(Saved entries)
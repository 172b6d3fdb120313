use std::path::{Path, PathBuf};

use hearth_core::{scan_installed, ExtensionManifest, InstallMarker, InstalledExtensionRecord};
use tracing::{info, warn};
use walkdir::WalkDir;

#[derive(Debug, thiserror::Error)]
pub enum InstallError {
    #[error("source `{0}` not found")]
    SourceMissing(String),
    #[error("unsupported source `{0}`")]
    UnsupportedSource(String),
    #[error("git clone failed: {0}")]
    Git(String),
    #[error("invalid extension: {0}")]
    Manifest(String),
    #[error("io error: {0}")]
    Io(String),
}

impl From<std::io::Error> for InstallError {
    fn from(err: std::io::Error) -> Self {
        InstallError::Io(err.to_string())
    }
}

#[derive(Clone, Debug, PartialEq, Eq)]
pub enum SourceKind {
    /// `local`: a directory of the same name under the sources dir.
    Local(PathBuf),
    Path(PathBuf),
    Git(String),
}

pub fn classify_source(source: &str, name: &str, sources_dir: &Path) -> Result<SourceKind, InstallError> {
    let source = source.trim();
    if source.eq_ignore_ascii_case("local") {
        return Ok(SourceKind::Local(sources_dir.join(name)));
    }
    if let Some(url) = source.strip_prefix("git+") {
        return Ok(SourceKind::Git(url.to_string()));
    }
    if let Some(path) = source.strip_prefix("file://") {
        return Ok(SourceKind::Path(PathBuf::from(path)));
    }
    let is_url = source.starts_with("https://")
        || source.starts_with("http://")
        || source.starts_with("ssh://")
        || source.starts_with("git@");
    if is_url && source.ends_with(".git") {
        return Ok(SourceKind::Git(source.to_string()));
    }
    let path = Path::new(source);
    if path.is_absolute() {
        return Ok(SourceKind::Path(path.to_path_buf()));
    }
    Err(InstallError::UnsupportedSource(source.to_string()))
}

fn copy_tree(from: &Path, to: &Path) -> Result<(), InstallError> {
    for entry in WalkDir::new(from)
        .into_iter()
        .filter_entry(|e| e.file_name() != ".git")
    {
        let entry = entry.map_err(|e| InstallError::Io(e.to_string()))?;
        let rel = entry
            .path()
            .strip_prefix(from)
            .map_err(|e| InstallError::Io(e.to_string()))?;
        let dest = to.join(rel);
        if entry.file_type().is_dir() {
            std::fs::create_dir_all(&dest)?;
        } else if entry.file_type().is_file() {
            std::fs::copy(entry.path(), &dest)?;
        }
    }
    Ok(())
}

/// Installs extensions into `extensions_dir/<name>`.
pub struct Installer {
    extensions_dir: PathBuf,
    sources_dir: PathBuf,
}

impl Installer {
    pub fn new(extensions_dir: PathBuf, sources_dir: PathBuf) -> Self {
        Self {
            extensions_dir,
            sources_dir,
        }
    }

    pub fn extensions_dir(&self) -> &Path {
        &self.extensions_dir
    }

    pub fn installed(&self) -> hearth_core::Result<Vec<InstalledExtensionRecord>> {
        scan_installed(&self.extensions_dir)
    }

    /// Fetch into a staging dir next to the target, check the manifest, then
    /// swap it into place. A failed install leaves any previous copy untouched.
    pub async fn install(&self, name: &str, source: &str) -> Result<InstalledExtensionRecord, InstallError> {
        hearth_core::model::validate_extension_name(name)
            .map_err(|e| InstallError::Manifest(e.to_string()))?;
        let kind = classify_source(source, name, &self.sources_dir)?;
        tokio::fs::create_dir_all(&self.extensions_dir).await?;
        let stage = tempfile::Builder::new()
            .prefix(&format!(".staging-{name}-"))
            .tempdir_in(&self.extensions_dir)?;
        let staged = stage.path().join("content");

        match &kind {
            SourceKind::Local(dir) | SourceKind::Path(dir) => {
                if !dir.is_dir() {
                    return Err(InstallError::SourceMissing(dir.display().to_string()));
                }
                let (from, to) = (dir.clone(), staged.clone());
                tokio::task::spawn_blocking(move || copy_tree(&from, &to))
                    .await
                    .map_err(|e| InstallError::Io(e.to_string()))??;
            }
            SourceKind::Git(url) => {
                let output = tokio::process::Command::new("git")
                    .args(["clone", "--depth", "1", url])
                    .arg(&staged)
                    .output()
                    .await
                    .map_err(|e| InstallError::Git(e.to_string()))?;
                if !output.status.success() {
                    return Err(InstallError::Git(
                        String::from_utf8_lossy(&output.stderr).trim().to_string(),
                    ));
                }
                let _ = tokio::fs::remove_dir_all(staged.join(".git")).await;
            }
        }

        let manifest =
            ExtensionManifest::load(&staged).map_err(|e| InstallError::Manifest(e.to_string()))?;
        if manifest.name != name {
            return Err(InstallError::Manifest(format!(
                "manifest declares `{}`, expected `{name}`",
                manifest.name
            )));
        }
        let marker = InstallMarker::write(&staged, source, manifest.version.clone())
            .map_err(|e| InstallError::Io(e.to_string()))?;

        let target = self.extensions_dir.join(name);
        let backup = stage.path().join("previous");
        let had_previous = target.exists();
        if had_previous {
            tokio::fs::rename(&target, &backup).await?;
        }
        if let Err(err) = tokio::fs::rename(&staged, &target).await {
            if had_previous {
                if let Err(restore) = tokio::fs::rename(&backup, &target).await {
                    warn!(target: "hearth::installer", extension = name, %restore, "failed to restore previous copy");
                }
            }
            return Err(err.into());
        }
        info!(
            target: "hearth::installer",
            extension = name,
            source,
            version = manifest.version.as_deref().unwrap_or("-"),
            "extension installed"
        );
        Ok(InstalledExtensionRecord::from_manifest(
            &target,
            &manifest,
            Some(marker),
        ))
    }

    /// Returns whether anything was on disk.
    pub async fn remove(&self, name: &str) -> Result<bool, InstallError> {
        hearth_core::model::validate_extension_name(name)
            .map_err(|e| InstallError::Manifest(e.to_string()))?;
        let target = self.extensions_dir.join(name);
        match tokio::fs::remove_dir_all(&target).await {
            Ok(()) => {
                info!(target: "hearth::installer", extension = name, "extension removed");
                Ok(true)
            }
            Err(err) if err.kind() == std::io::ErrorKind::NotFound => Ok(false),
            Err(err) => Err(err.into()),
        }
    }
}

[Your goal]:
Across all the records, find the lines containing the word "Some" and reproduce each one.

[Answer space]:
    if let Some(url) = source.strip_prefix("git+") {
    if let Some(path) = source.strip_prefix("file://") {
            Some(marker),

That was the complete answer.